Selain itu, kata Pahala, tim juga menemukan praktik penipuan pelayanan kesehatan berupa pengancaman klaim.
Misalnya, lanjut Pahala, rumah sakit memberikan pelayanan fisioterapi sebanyak dua kali tetapi mengklaim 10 kali.
“Misalnya, Anda ditagih untuk 10 sesi fisioterapi, tetapi ketika kami tanyakan kepada orang tersebut, itu hanya dua kali. Nah, ini jenis penipuan kedua, orangnya ada di sana, terapinya ada, tetapi nilai klaimnya digelembungkan. Itu yang kami temukan pada tahun 2018,” kata Pahala.
Penipuan dalam pelayanan operasi katarak juga ditemukan oleh Komite Pemberantasan Korupsi, BPJS, dan Kementerian Kesehatan.
Pahala menuturkan, ada temuan rumah sakit yang membuat catatan fiktif terkait operasi katarak yang diberikan kepada warga.
“Kami juga melihat (layanan operasi) katarak di tiga rumah sakit. Ke-39 pasien kami sama saja, sebenarnya hanya 14 orang yang memenuhi syarat untuk operasi katarak, tetapi diklaim semuanya telah menjalani operasi katarak.
“Kita sudah cek, kita bilang 'operasinya di satu mata tapi katanya di dua mata', kira-kira begitulah keadaannya waktu itu,” ungkapnya.
Pahala mengatakan timnya juga menemukan jenis penipuan yang dilakukan oleh rumah sakit dengan menciptakan pasien fiktif untuk mendapatkan perawatan medis. Penipuan ini dikenal dengan istilah phantom billing.
“Tidak ada apa-apa, tidak ada pasien, ada terapi, tetapi semua dokumen dibuat sedemikian rupa sehingga tampak seperti dia mengklaim itu untuk orang yang ada di sana dengan semua jenis terapi.
“Itulah yang kami sebut penagihan semu,” katanya.
Hasil investigasi KPK kemudian menemukan tiga rumah sakit yang melakukan phantom billing.
Tiga rumah sakit tersebut berada di Jawa Tengah dan dua di Sumatera Utara.

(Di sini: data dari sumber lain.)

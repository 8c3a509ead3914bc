use crate::app_config::SourceConfig;
use async_trait::async_trait;
use reqwest::header::{HeaderMap, LINK};
use serde::Deserialize;
use tally_core::{Cursor, OrderPage, OrderQuery, OrderSource, RemoteOrder, SourceError, StatusFilter};
use tracing::debug;

const ACCESS_TOKEN_HEADER: &str = "X-Shopify-Access-Token";
const FIELDS: &str = "order_number,fulfillment_status,line_items,email,created_at,shipping_address";

/// `OrderSource` over the Shopify Admin REST orders endpoint.
///
/// Pagination follows the `Link` response header: the `rel="next"` URL is
/// handed back as an opaque `Cursor` and followed verbatim on the next call.
pub struct ShopifyOrderSource {
    http: reqwest::Client,
    orders_url: String,
    token: String,
    page_size: u32,
}

impl ShopifyOrderSource {
    pub fn new(config: &SourceConfig) -> Self {
        let orders_url = format!(
            "https://{}.myshopify.com/admin/api/{}/orders.json",
            config.shop, config.api_version
        );
        Self {
            http: reqwest::Client::new(),
            orders_url,
            token: config.access_token.clone(),
            page_size: config.page_size,
        }
    }
}

#[derive(Deserialize)]
struct OrdersEnvelope {
    #[serde(default)]
    orders: Vec<RemoteOrder>,
}

#[async_trait]
impl OrderSource for ShopifyOrderSource {
    async fn list_orders(&self, query: &OrderQuery) -> Result<OrderPage, SourceError> {
        let request = match &query.cursor {
            // A cursor is a ready-to-follow next-page URL.
            Some(cursor) => self.http.get(cursor.as_str()),
            None => {
                let status = match query.status {
                    StatusFilter::Open => "open",
                    StatusFilter::Any => "any",
                };
                self.http.get(&self.orders_url).query(&[
                    ("status", status.to_string()),
                    ("created_at_min", query.created_at_min.to_rfc3339()),
                    ("limit", self.page_size.to_string()),
                    ("fields", FIELDS.to_string()),
                ])
            }
        };

        let response = request
            .header(ACCESS_TOKEN_HEADER, &self.token)
            .send()
            .await
            .map_err(|err| SourceError::Transport(err.to_string()))?;
        if !response.status().is_success() {
            return Err(SourceError::Transport(format!(
                "{} from orders endpoint",
                response.status()
            )));
        }

        let next = next_cursor(response.headers());
        let envelope: OrdersEnvelope = response
            .json()
            .await
            .map_err(|err| SourceError::Payload(err.to_string()))?;
        debug!(orders = envelope.orders.len(), has_next = next.is_some(), "orders page fetched");

        Ok(OrderPage {
            orders: envelope.orders,
            next,
        })
    }
}

/// Extract the `rel="next"` target from a `Link` header, if present.
fn next_cursor(headers: &HeaderMap) -> Option<Cursor> {
    let link = headers.get(LINK)?.to_str().ok()?;
    link.split(',')
        .find(|part| part.contains("rel=\"next\""))
        .and_then(|part| part.split(';').next())
        .map(|url| Cursor::new(url.trim().trim_start_matches('<').trim_end_matches('>')))
}
use crate::models::{Bucket, FulfillmentStatus, OrderRecord, RemoteOrder};
use crate::routing::Region;
use crate::sku::SkuList;

/// Where a classified order goes next.
#[derive(Debug, Clone, Copy, PartialEq, Eq)]
pub enum Disposition {
    /// Terminal: decrement inventory, never stored in a ledger table.
    Fulfilled,
    /// File under the given bucket's ledger table.
    Shelve(Bucket),
}

#[derive(Debug, Clone)]
pub struct Classified {
    pub disposition: Disposition,
    pub record: OrderRecord,
}

/// Normalize a raw remote order and assign its fulfillment bucket.
///
/// Returns `None` for orders without a shipping destination; those are
/// skipped entirely. For partially fulfilled orders only the still-unshipped
/// line items contribute SKUs. The creation timestamp is truncated to its
/// calendar date.
pub fn classify(order: &RemoteOrder) -> Option<Classified> {
    let country = order
        .shipping_address
        .as_ref()?
        .country_code
        .as_deref()?
        .to_string();

    let partial = order.fulfillment_status == Some(FulfillmentStatus::Partial);
    let tokens = order
        .line_items
        .iter()
        .filter(|item| !partial || item.is_unfulfilled())
        .filter_map(|item| item.sku.as_deref())
        .filter(|sku| !sku.is_empty());
    let skus = SkuList::from_tokens(tokens);

    let record = OrderRecord {
        order_number: order.order_number,
        skus,
        email: order.email.clone().unwrap_or_default(),
        order_date: order.created_at.date_naive(),
        country: country.clone(),
    };

    let disposition = match order.fulfillment_status {
        Some(FulfillmentStatus::Fulfilled) => Disposition::Fulfilled,
        Some(FulfillmentStatus::Partial) => Disposition::Shelve(Bucket::Partial),
        _ => Disposition::Shelve(Bucket::for_region(Region::of(&country))),
    };

    Some(Classified {
        disposition,
        record,
    })
}

#[cfg(test)]
mod tests {
    use super::*;
    use crate::models::{LineItem, ShippingAddress};
    use chrono::DateTime;

    fn raw(status: Option<&str>, country: Option<&str>, items: Vec<LineItem>) -> RemoteOrder {
        let status_json = match status {
            Some(s) => format!("\"{s}\""),
            None => "null".to_string(),
        };
        let mut order: RemoteOrder = serde_json::from_str(&format!(
            r#"{{"order_number": 42, "fulfillment_status": {status_json}, "created_at": "2024-05-02T17:45:00+01:00"}}"#
        ))
        .unwrap();
        order.line_items = items;
        order.email = Some("a@b.com".to_string());
        order.shipping_address = country.map(|code| ShippingAddress {
            country_code: Some(code.to_string()),
        });
        order
    }

    fn item(sku: &str, status: Option<&str>) -> LineItem {
        LineItem {
            sku: Some(sku.to_string()),
            fulfillment_status: status.map(String::from),
        }
    }

    #[test]
    fn test_skips_without_destination() {
        assert!(classify(&raw(None, None, vec![item("A", None)])).is_none());
    }

    #[test]
    fn test_partial_keeps_only_unshipped_items() {
        let order = raw(
            Some("partial"),
            Some("GB"),
            vec![item("A", Some("fulfilled")), item("B", None)],
        );
        let classified = classify(&order).unwrap();
        assert_eq!(classified.disposition, Disposition::Shelve(Bucket::Partial));
        assert_eq!(classified.record.skus.to_string(), "B");
    }

    #[test]
    fn test_non_partial_keeps_all_items() {
        let order = raw(
            None,
            Some("US"),
            vec![item("A", Some("fulfilled")), item("B", None)],
        );
        let classified = classify(&order).unwrap();
        assert_eq!(classified.disposition, Disposition::Shelve(Bucket::Usa));
        assert_eq!(classified.record.skus.to_string(), "A,B");
    }

    #[test]
    fn test_fulfilled_is_terminal() {
        let order = raw(Some("fulfilled"), Some("FR"), vec![item("A", None)]);
        let classified = classify(&order).unwrap();
        assert_eq!(classified.disposition, Disposition::Fulfilled);
    }

    #[test]
    fn test_region_buckets() {
        for (country, bucket) in [
            ("GB", Bucket::Uk),
            ("US", Bucket::Usa),
            ("SG", Bucket::Apac),
            ("FR", Bucket::Other),
        ] {
            let classified = classify(&raw(None, Some(country), vec![])).unwrap();
            assert_eq!(classified.disposition, Disposition::Shelve(bucket));
        }
    }

    #[test]
    fn test_date_truncation() {
        let order = raw(None, Some("GB"), vec![]);
        let classified = classify(&order).unwrap();
        let expected = DateTime::parse_from_rfc3339("2024-05-02T17:45:00+01:00")
            .unwrap()
            .date_naive();
        assert_eq!(classified.record.order_date, expected);
    }
}
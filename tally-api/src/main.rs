use std::net::SocketAddr;
use std::sync::Arc;
use tally_api::{app, AppState};
use tally_engine::ReconciliationEngine;
use tally_store::{SheetsLedgerStore, ShopifyOrderSource};
use tracing_subscriber::{layer::SubscriberExt, util::SubscriberInitExt};

#[tokio::main]
async fn main() {
    tracing_subscriber::registry()
        .with(
            tracing_subscriber::EnvFilter::try_from_default_env()
                .unwrap_or_else(|_| "tally_api=debug,tally_engine=info,tower_http=debug".into()),
        )
        .with(tracing_subscriber::fmt::layer())
        .init();

    let config = tally_store::Config::load().expect("Failed to load config");
    tracing::info!("Starting Tally API on port {}", config.server.port);

    let source = Arc::new(ShopifyOrderSource::new(&config.source));
    let store = Arc::new(SheetsLedgerStore::new(
        &config.ledger,
        &config.engine.stock_table,
    ));
    let engine = ReconciliationEngine::new(source, store, config.engine.clone());

    let app = app(AppState::new(engine));

    let addr = SocketAddr::from(([0, 0, 0, 0], config.server.port));
    tracing::info!("Listening on {}", addr);

    let listener = tokio::net::TcpListener::bind(addr).await.unwrap();
    axum::serve(listener, app).await.unwrap();
}
use async_trait::async_trait;

/// Durable tabular storage: one table per fulfillment bucket, a stock table,
/// and scalar cells for run bookkeeping.
///
/// Tables have a header row the store owns; `read_table` and `write_table`
/// operate on the data region below it only. Writes replace that region
/// wholesale, so callers must read before writing to avoid lost updates.
#[async_trait]
pub trait LedgerStore: Send + Sync {
    /// Ordered data rows of a table, header excluded.
    async fn read_table(&self, table: &str) -> Result<Vec<Vec<String>>, StoreError>;

    /// Full overwrite of a table's data region; the header is preserved.
    async fn write_table(&self, table: &str, rows: Vec<Vec<String>>) -> Result<(), StoreError>;

    /// A single scalar cell; `None` when empty.
    async fn read_cell(&self, table: &str, cell: &str) -> Result<Option<String>, StoreError>;

    async fn write_cell(&self, table: &str, cell: &str, value: &str) -> Result<(), StoreError>;
}

#[derive(Debug, thiserror::Error)]
pub enum StoreError {
    #[error("ledger store transport failure: {0}")]
    Transport(String),

    #[error("ledger store returned an unexpected payload: {0}")]
    Payload(String),
}
pub mod classify;
pub mod models;
pub mod routing;
pub mod sku;
pub mod source;
pub mod store;

pub use classify::{classify, Classified, Disposition};
pub use models::{Bucket, OrderNumber, OrderRecord, RemoteOrder};
pub use routing::{Region, Warehouse};
pub use sku::SkuList;
pub use source::{Cursor, OrderPage, OrderQuery, OrderSource, SourceError, StatusFilter};
pub use store::{LedgerStore, StoreError};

“Ada tiga rumah sakit yang hanya melakukan phantom billing. Ketiga rumah sakit ini melakukan phantom billing, artinya mereka memalsukan semua dokumen. Satu di Jawa Tengah dengan klaim sekitar Rp29 miliar, dua lagi di Sumatera Utara dengan Rp4 miliar dan Rp1 miliar merupakan hasil audit klaim dari BPJS Kesehatan,” kata Pahala.
Pahala mengatakan tindakan tiga rumah sakit tersebut telah mengakibatkan kerugian negara. Temuan tersebut telah disampaikan kepada pimpinan KPK dan akan dikaji lebih lanjut.
“Hasilnya, pimpinan memutuskan ketiganya dilimpahkan ke kejaksaan. Nanti siapa yang mengambil alih, apakah kejaksaan yang menyidik atau KPK, itu yang akan ditangani pimpinan KPK,” kata Pahala.